340 A.2d 255, 275 Md. 321, 1975 Md. LEXIS 966
CourtCourt of Appeals of Maryland
DecidedJune 26, 1975
Docket[No. 207, September Term, 1974.]
StatusPublished
Cited by17 cases

This text of 340 A.2d 255 (J. I. Hass Co. v. Department of Licensing & Regulation) is published on Counsel Stack Legal Research, covering Court of Appeals of Maryland primary law. Counsel Stack provides free access to over 12 million legal documents including statutes, case law, regulations, and constitutions.

Bluebook
J. I. Hass Co. v. Department of Licensing & Regulation, 340 A.2d 255, 275 Md. 321, 1975 Md. LEXIS 966 (Md. 1975).

Opinions

Levine, J.,

delivered the opinion of the Court. Singley and Smith, JJ., concur in the result and Singley, J., filed a concurring opinion in which Smith, J., concurs at page 339 infra.
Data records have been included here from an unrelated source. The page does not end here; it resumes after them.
//! Execution backend contract driven by the supervisor.

use async_trait::async_trait;
use gpulend_ledger::{JobId, ResourceUsage};
use serde::{Deserialize, Serialize};

use super::archive::Artifact;
use super::error::SandboxResult;
use crate::config::{NetworkPolicy, SupervisorConfig};
use crate::domain::{PayloadRef, ResourceRequirement};

/// Label key set on every sandbox so orphans can be found after a restart.
pub const JOB_LABEL: &str = "gpulend.job";

/// Resource ceiling promised at accept time.
#[derive(Debug, Clone, Copy, Default, PartialEq, Eq, Serialize, Deserialize)]
pub struct SandboxLimits {
    pub vram_mb: u64,
    pub cpu_cores: Option<u32>,
    pub memory_mb: Option<u64>,
    pub pids: u32,
}

impl SandboxLimits {
    pub fn from_requirement(req: &ResourceRequirement, pids: u32) -> Self {
        Self {
            vram_mb: req.min_vram_mb,
            cpu_cores: req.cpu_cores,
            memory_mb: req.memory_mb,
            pids,
        }
    }

    /// Describe the first ceiling `usage` breaks, if any. A zero VRAM limit
    /// means the job asked for no GPU memory at all.
    pub fn violation(&self, usage: &ResourceUsage) -> Option<String> {
        if usage.peak_vram_mb > self.vram_mb {
            return Some(format!(
                "vram {} MB exceeds promised {} MB",
                usage.peak_vram_mb, self.vram_mb
            ));
        }
        if let Some(mem) = self.memory_mb {
            if usage.peak_memory_mb > mem {
                return Some(format!(
                    "memory {} MB exceeds promised {} MB",
                    usage.peak_memory_mb, mem
                ));
            }
        }
        None
    }
}

/// Everything a backend needs to build one job's sandbox.
#[derive(Debug, Clone, PartialEq, Serialize, Deserialize)]
pub struct SandboxSpec {
    pub job_id: JobId,
    pub image: String,
    pub command: Option<String>,
    /// Blob staged into `/workspace` before start.
    pub blob_uri: Option<String>,
    pub limits: SandboxLimits,
    pub network: NetworkPolicy,
    pub gpus: bool,
}

impl SandboxSpec {
    pub fn for_job(
        job_id: JobId,
        payload: &PayloadRef,
        requirement: &ResourceRequirement,
        config: &SupervisorConfig,
    ) -> Self {
        let (image, command, blob_uri) = match payload {
            PayloadRef::Image { image, command } => (image.clone(), command.clone(), None),
            PayloadRef::Blob { uri, command } => (
                config.default_image.clone(),
                Some(command.clone()),
                Some(uri.clone()),
            ),
        };
        Self {
            job_id,
            image,
            command,
            blob_uri,
            limits: SandboxLimits::from_requirement(requirement, config.pids_limit),
            network: config.network,
            gpus: config.enable_gpus && requirement.min_vram_mb > 0,
        }
    }

    pub fn name(&self) -> String {
        sandbox_name(&self.job_id)
    }
}

pub fn sandbox_name(job_id: &JobId) -> String {
    format!("gpulend-{job_id}")
}

#[derive(Debug, Clone, PartialEq, Eq, Hash, Serialize, Deserialize)]
pub struct SandboxHandle {
    pub id: String,
    pub job_id: JobId,
}

/// How a sandboxed process ended.
#[derive(Debug, Clone, Default, PartialEq, Serialize, Deserialize)]
pub struct SandboxExit {
    pub exit_code: i32,
    pub stdout: String,
    pub stderr: String,
    /// Packed workspace, when the backend keeps one.
    pub artifact: Option<Artifact>,
    /// The runtime killed the process for exceeding its memory limit.
    pub oom_killed: bool,
}

impl SandboxExit {
    pub fn success(&self) -> bool {
        self.exit_code == 0 && !self.oom_killed
    }
}

/// Point-in-time resource sample of a running sandbox.
#[derive(Debug, Clone, Copy, Default, PartialEq, Serialize, Deserialize)]
pub struct SandboxStatus {
    pub usage: ResourceUsage,
    /// The sandbox may have touched state outside itself.
    pub side_effects: bool,
    /// False when `usage.peak_vram_mb` could not be measured.
    pub vram_monitored: bool,
}

/// Narrow contract to a container runtime. `teardown` must be safe on an
/// already torn-down handle.
#[async_trait]
pub trait SandboxBackend: Send + Sync {
    fn name(&self) -> &str;

    async fn is_available(&self) -> bool;

    async fn create_sandbox(&self, spec: &SandboxSpec) -> SandboxResult<SandboxHandle>;

    async fn start(&self, handle: &SandboxHandle) -> SandboxResult<()>;

    /// Resolve when the sandboxed process exits (including after `kill`).
    async fn wait(&self, handle: &SandboxHandle) -> SandboxResult<SandboxExit>;

    async fn status(&self, handle: &SandboxHandle) -> SandboxResult<SandboxStatus>;

    async fn kill(&self, handle: &SandboxHandle) -> SandboxResult<()>;

    async fn teardown(&self, handle: &SandboxHandle) -> SandboxResult<()>;

    /// Every sandbox this backend created that still exists, including ones
    /// left by a previous process.
    async fn list_sandboxes(&self) -> SandboxResult<Vec<SandboxHandle>>;
}

#[cfg(test)]
mod tests {
    use super::*;

    #[test]
    fn blob_payload_runs_in_default_image() {
        let cfg = SupervisorConfig::default();
        let spec = SandboxSpec::for_job(
            JobId::from("j1"),
            &PayloadRef::Blob {
                uri: "/tmp/job".into(),
                command: "python main.py".into(),
            },
            &ResourceRequirement::vram(2_048),
            &cfg,
        );
        assert_eq!(spec.image, "python:3.12-slim");
        assert_eq!(spec.blob_uri.as_deref(), Some("/tmp/job"));
        assert!(spec.gpus);
        assert_eq!(spec.limits.pids, 128);
        assert_eq!(spec.name(), "gpulend-j1");
    }

    #[test]
    fn cpu_only_job_gets_no_gpus() {
        let spec = SandboxSpec::for_job(
            JobId::from("j2"),
            &PayloadRef::image("alpine"),
            &ResourceRequirement::default(),
            &SupervisorConfig::default(),
        );
        assert!(!spec.gpus);
        assert_eq!(spec.command, None);
    }

    #[test]
    fn violation_reports_first_breach() {
        let limits = SandboxLimits {
            vram_mb: 4_000,
            cpu_cores: None,
            memory_mb: Some(1_000),
            pids: 128,
        };
        let ok = ResourceUsage {
            peak_vram_mb: 4_000,
            peak_memory_mb: 900,
            cpu_time_ms: 0,
        };
        assert_eq!(limits.violation(&ok), None);
        let vram = ResourceUsage {
            peak_vram_mb: 4_001,
            ..ok
        };
        assert!(limits.violation(&vram).unwrap().contains("vram"));
        let mem = ResourceUsage {
            peak_memory_mb: 1_001,
            ..ok
        };
        assert!(limits.violation(&mem).unwrap().contains("memory"));
    }
}
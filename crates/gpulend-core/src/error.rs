//! Top-level error taxonomy for gpulend-core.

use crate::config::ConfigError;
use crate::dispatcher::DispatchError;
use crate::identity::IdentityError;
use crate::registry::RegistryError;
use crate::supervisor::SandboxError;
use crate::transport::TransportError;
use gpulend_ledger::LedgerError;

/// Errors surfaced by node-level operations.
#[derive(Debug, thiserror::Error)]
pub enum GpulendError {
    #[error("configuration error: {0}")]
    Config(#[from] ConfigError),

    #[error("ledger error: {0}")]
    Ledger(#[from] LedgerError),

    #[error("registry error: {0}")]
    Registry(#[from] RegistryError),

    #[error("dispatch error: {0}")]
    Dispatch(#[from] DispatchError),

    #[error("sandbox error: {0}")]
    Sandbox(#[from] SandboxError),

    #[error("transport error: {0}")]
    Transport(#[from] TransportError),

    #[error("identity error: {0}")]
    Identity(#[from] IdentityError),

    #[error("io error: {0}")]
    Io(#[from] std::io::Error),
}

/// Result type for gpulend-core operations.
pub type Result<T> = std::result::Result<T, GpulendError>;

#[cfg(test)]
mod tests {
    use super::*;
    use gpulend_ledger::JobId;

    #[test]
    fn ledger_errors_convert_and_display() {
        let err: GpulendError = LedgerError::DuplicateEntry {
            job_id: JobId::from("job-9"),
        }
        .into();
        let msg = err.to_string();
        assert!(msg.contains("ledger error"));
        assert!(msg.contains("job-9"));
    }

    #[test]
    fn dispatch_no_candidate_display() {
        let err: GpulendError = DispatchError::NoCandidate.into();
        assert!(err.to_string().contains("no peer"));
    }
}
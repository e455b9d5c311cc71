//! Job Dispatcher.
//!
//! Owns every session this node submitted. `submit` runs the first match
//! synchronously so `NoCandidate` reaches the caller at once; after that a
//! per-session driver task walks the state machine
//!
//! ```text
//! Created → Offered → Accepted → Running → Succeeded | Failed | TimedOut
//!             ↺ (decline)              ↘ PeerLost → Offered (once)
//! ```
//!
//! Inbound progress and terminal reports are routed to the driver through
//! the session's inbox. Each session writes exactly one ledger entry when it
//! ends.

mod driver;
mod error;

use std::collections::{HashMap, HashSet};
use std::sync::atomic::{AtomicBool, Ordering};
use std::sync::{Arc, Mutex, MutexGuard};
use std::time::Duration;

use chrono::Utc;
use gpulend_ledger::{JobId, Ledger, LedgerEntry, PeerId};
use tokio::sync::{broadcast, mpsc, watch};
use tokio::task::JoinHandle;
use tracing::Instrument;

use crate::config::DispatchConfig;
use crate::domain::{JobOutcome, JobRequest, JobSession, JobState, SessionEvent};
use crate::matcher::Matcher;
use crate::metrics::METRICS;
use crate::obs::{self, JobRole};
use crate::registry::RegistryHandle;
use crate::transport::Messenger;
use crate::wire::{PeerAddress, ProgressPing, TerminalReport};

use driver::Driver;
pub use error::{DispatchError, DispatchResult};

const EVENT_BUFFER: usize = 256;

/// Messages delivered to a session's driver.
#[derive(Debug)]
pub(crate) enum DriverEvent {
    Progress { from: PeerId, ping: ProgressPing },
    Terminal { from: PeerId, report: TerminalReport },
    Cancel,
}

struct SessionSlot {
    session: JobSession,
    inbox: mpsc::UnboundedSender<DriverEvent>,
    done: watch::Receiver<Option<JobOutcome>>,
    task: Option<JoinHandle<()>>,
}

pub(crate) struct Inner {
    local: PeerId,
    address: PeerAddress,
    config: DispatchConfig,
    matcher: Matcher,
    registry: RegistryHandle,
    messenger: Messenger,
    ledger: Arc<dyn Ledger>,
    sessions: Mutex<HashMap<JobId, SessionSlot>>,
    events: broadcast::Sender<SessionEvent>,
    stopping: AtomicBool,
}

#[derive(Clone)]
pub struct Dispatcher {
    inner: Arc<Inner>,
}

impl Dispatcher {
    pub fn new(
        address: PeerAddress,
        config: DispatchConfig,
        registry: RegistryHandle,
        messenger: Messenger,
        ledger: Arc<dyn Ledger>,
    ) -> Self {
        let (events, _) = broadcast::channel(EVENT_BUFFER);
        Self {
            inner: Arc::new(Inner {
                local: messenger.peer_id().clone(),
                address,
                config,
                matcher: Matcher::new(registry.clone()),
                registry,
                messenger,
                ledger,
                sessions: Mutex::new(HashMap::new()),
                events,
                stopping: AtomicBool::new(false),
            }),
        }
    }

    pub fn local(&self) -> &PeerId {
        &self.inner.local
    }

    /// Validate, match, and start driving a new session.
    pub async fn submit(&self, request: JobRequest) -> DispatchResult<JobId> {
        if self.inner.stopping.load(Ordering::SeqCst) {
            return Err(DispatchError::Stopped);
        }
        if request.time_budget_secs == 0 {
            return Err(DispatchError::InvalidRequest(
                "time budget must be at least one second".into(),
            ));
        }
        if request.requester != self.inner.local {
            return Err(DispatchError::InvalidRequest(
                "requester must be the submitting peer".into(),
            ));
        }
        let first = self.inner.matcher.match_job(&request, &HashSet::new())?;

        let job_id = JobId::new();
        METRICS.inc_jobs_submitted();
        obs::emit_job_submitted(&job_id, &request.requester, &first.peer_id);

        let (inbox, events) = mpsc::unbounded_channel();
        let (done_tx, done) = watch::channel(None);
        let session = JobSession::new(job_id.clone(), request.clone());
        let created = SessionEvent {
            job_id: job_id.clone(),
            state: JobState::Created,
            peer: None,
            at: Utc::now(),
        };

        let mut sessions = self.inner.lock();
        sessions.insert(
            job_id.clone(),
            SessionSlot {
                session,
                inbox,
                done,
                task: None,
            },
        );
        let _ = self.inner.events.send(created);

        let driver = Driver::new(Arc::clone(&self.inner), job_id.clone(), request, events, done_tx);
        let span = obs::job_span(&job_id, JobRole::Requester);
        let task = tokio::spawn(driver.run(first).instrument(span));
        if let Some(slot) = sessions.get_mut(&job_id) {
            slot.task = Some(task);
        }
        Ok(job_id)
    }

    pub fn status(&self, job_id: &JobId) -> Option<JobSession> {
        self.inner.lock().get(job_id).map(|s| s.session.clone())
    }

    /// Every session, oldest first.
    pub fn sessions(&self) -> Vec<JobSession> {
        let mut all: Vec<JobSession> = self
            .inner
            .lock()
            .values()
            .map(|s| s.session.clone())
            .collect();
        all.sort_by(|a, b| {
            a.request
                .submitted_at
                .cmp(&b.request.submitted_at)
                .then_with(|| a.job_id.cmp(&b.job_id))
        });
        all
    }

    /// Resolve once the session reaches a terminal state.
    pub async fn wait(&self, job_id: &JobId) -> DispatchResult<JobOutcome> {
        let mut done = self
            .inner
            .lock()
            .get(job_id)
            .map(|s| s.done.clone())
            .ok_or_else(|| DispatchError::UnknownJob(job_id.clone()))?;
        let outcome = done
            .wait_for(|o| o.is_some())
            .await
            .map_err(|_| DispatchError::Stopped)?
            .clone();
        outcome.ok_or(DispatchError::Stopped)
    }

    pub fn subscribe(&self) -> broadcast::Receiver<SessionEvent> {
        self.inner.events.subscribe()
    }

    /// Request cancellation. Returns false when the session already ended.
    pub fn cancel(&self, job_id: &JobId) -> DispatchResult<bool> {
        let sessions = self.inner.lock();
        let slot = sessions
            .get(job_id)
            .ok_or_else(|| DispatchError::UnknownJob(job_id.clone()))?;
        if slot.session.is_finished() {
            return Ok(false);
        }
        Ok(slot.inbox.send(DriverEvent::Cancel).is_ok())
    }

    /// Route a progress ping. Only the currently assigned peer is heard.
    pub fn handle_progress(&self, from: &PeerId, ping: ProgressPing) -> bool {
        let job_id = ping.job_id.clone();
        self.route(&job_id, from, DriverEvent::Progress {
            from: from.clone(),
            ping,
        })
    }

    /// Route a terminal report. Only the currently assigned peer is heard.
    pub fn handle_terminal(&self, from: &PeerId, report: TerminalReport) -> bool {
        let job_id = report.job_id.clone();
        self.route(&job_id, from, DriverEvent::Terminal {
            from: from.clone(),
            report,
        })
    }

    fn route(&self, job_id: &JobId, from: &PeerId, event: DriverEvent) -> bool {
        let sessions = self.inner.lock();
        match sessions.get(job_id) {
            Some(slot)
                if !slot.session.is_finished() && slot.session.assigned.as_ref() == Some(from) =>
            {
                slot.inbox.send(event).is_ok()
            }
            _ => {
                tracing::debug!(job_id = %job_id, from = %from.short(), "report from unassigned peer ignored");
                false
            }
        }
    }

    /// Cancel every live session and wait (bounded) for their drivers.
    pub async fn shutdown(&self, wait: Duration) {
        self.inner.stopping.store(true, Ordering::SeqCst);
        let tasks: Vec<JoinHandle<()>> = {
            let mut sessions = self.inner.lock();
            sessions
                .values_mut()
                .filter(|s| !s.session.is_finished())
                .filter_map(|s| {
                    let _ = s.inbox.send(DriverEvent::Cancel);
                    s.task.take()
                })
                .collect()
        };
        if tokio::time::timeout(wait, futures::future::join_all(tasks))
            .await
            .is_err()
        {
            tracing::warn!("sessions still open at dispatcher shutdown");
        }
    }
}

impl Inner {
    fn lock(&self) -> MutexGuard<'_, HashMap<JobId, SessionSlot>> {
        self.sessions.lock().unwrap_or_else(|e| e.into_inner())
    }

    /// Advance a session and publish the transition. Returns false when the
    /// move is not allowed from the current state.
    fn transition(&self, job_id: &JobId, state: JobState, peer: Option<&PeerId>) -> bool {
        let event = {
            let mut sessions = self.lock();
            let Some(slot) = sessions.get_mut(job_id) else {
                return false;
            };
            match slot.session.advance(state, peer) {
                Ok(()) => SessionEvent {
                    job_id: job_id.clone(),
                    state,
                    peer: slot.session.assigned.clone(),
                    at: Utc::now(),
                },
                Err(e) => {
                    tracing::warn!(error = %e, "session transition refused");
                    return false;
                }
            }
        };
        obs::emit_job_transition(job_id, state.as_str(), event.peer.as_ref());
        let _ = self.events.send(event);
        true
    }

    /// Close the session: terminal state, one ledger entry, trust refresh,
    /// then wake waiters.
    async fn finish(
        &self,
        job_id: &JobId,
        outcome: JobOutcome,
        done: &watch::Sender<Option<JobOutcome>>,
    ) {
        let event = {
            let mut sessions = self.lock();
            sessions.get_mut(job_id).and_then(|slot| {
                match slot.session.finish(outcome.clone()) {
                    Ok(()) => Some(SessionEvent {
                        job_id: job_id.clone(),
                        state: slot.session.state,
                        peer: slot.session.assigned.clone(),
                        at: Utc::now(),
                    }),
                    Err(e) => {
                        tracing::error!(error = %e, "could not close session");
                        None
                    }
                }
            })
        };
        if let Some(event) = event {
            let _ = self.events.send(event);
        }

        let entry = LedgerEntry {
            job_id: job_id.clone(),
            requester: self.local.clone(),
            executor: outcome.executor.clone(),
            outcome: outcome.outcome,
            reason: outcome.reason.clone(),
            output_ref: outcome.output_ref.clone(),
            consumed: outcome.consumed,
            duration_ms: outcome.duration_ms,
            recorded_at: Utc::now(),
        };
        match self.ledger.record(entry).await {
            Ok(()) => METRICS.inc_ledger_entries(),
            Err(e) => obs::emit_ledger_write_failed(job_id, &e),
        }
        obs::emit_job_finished(job_id, &outcome.executor, &outcome.outcome, outcome.duration_ms);
        self.refresh_trust(&outcome.executor).await;
        done.send_replace(Some(outcome));
    }

    async fn refresh_trust(&self, peer: &PeerId) {
        let score = self.ledger.trust_score(peer).await;
        let failures = self.ledger.recent_failures(peer).await;
        match (score, failures) {
            (Ok(score), Ok(failures)) => {
                if let Err(e) = self.registry.set_trust(peer, score, failures).await {
                    tracing::debug!(error = %e, "trust not refreshed");
                }
            }
            (Err(e), _) | (_, Err(e)) => {
                tracing::warn!(peer = %peer.short(), error = %e, "could not compute trust score");
            }
        }
    }
}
This appeal stems from a determination by the Maryland Commissioner of Labor and Industry (the Commissioner) that appellant, J. I. Hass Co., Inc. (the employer), had violated two safety standards promulgated pursuant to the [323]*323Maryland Occupational Safety and Health Law of 1973, Maryland Code (1957, 1969 Repl. Vol., 1974 Cum. Supp.) Art. 89, §§ 28-49B (the Maryland Act). On appeal to the Circuit Court for Queen Anne’s County, that determination and the civil penalties of $9,000 and $3,000 imposed therein were affirmed.

In 1973, the employer was engaged in painting the new parallel span of the Chesapeake Bay Bridge (the William Preston Lane Memorial Bridge). On September 6, while being lowered into position to do some sandblasting, two of its employees plummeted into the Bay some 40 feet below when a cable unraveled from a winch and their scaffold collapsed. One of the men swam to safety and was rescued; the body of the other, who died of drowning, was recovered four days later. As a consequence, the employer was cited by appellee, Department of Licensing and Regulation, Division of Labor and Industry, with violations of two safety standards: 29 C.F.R. 1926.451(i)(8) (hereinafter referred to as (i)(8)) — “Fail[ure] to have men wearing safety belts secured to a substantial member of the structure . . .”; and 29 C.F.R. 1926.451(i)(ll) (hereinafter referred to as (i)(ll)) — “Guardrails 42 inches in height, with a midrail and toe boards not in use on all four sides of scaffolds . . . .” These violations were characterized as “Serious and Repeated” under the Act.1

Previously, on July 27, a similar tragedy had occurred which also resulted in the death of one employee. Citations [324]*324had been issued at that time: One for violating (i)(8) — “Fail[ure] to require lifelines to be tied off to independent point above scaffold ..and the other for violating (i)(ll) — “Failure to provide top guardrails on both open end or open side of two point suspension scaffold and no toe boards or midrails at any point on the scaffold . . . .” These violations were designated as “serious” and “willful” within the meaning of the Act, and respective penalties of $5,000 and $2,000 were imposed. The employer paid both and took no steps to challenge the citations — administratively or judicially — as it has done here.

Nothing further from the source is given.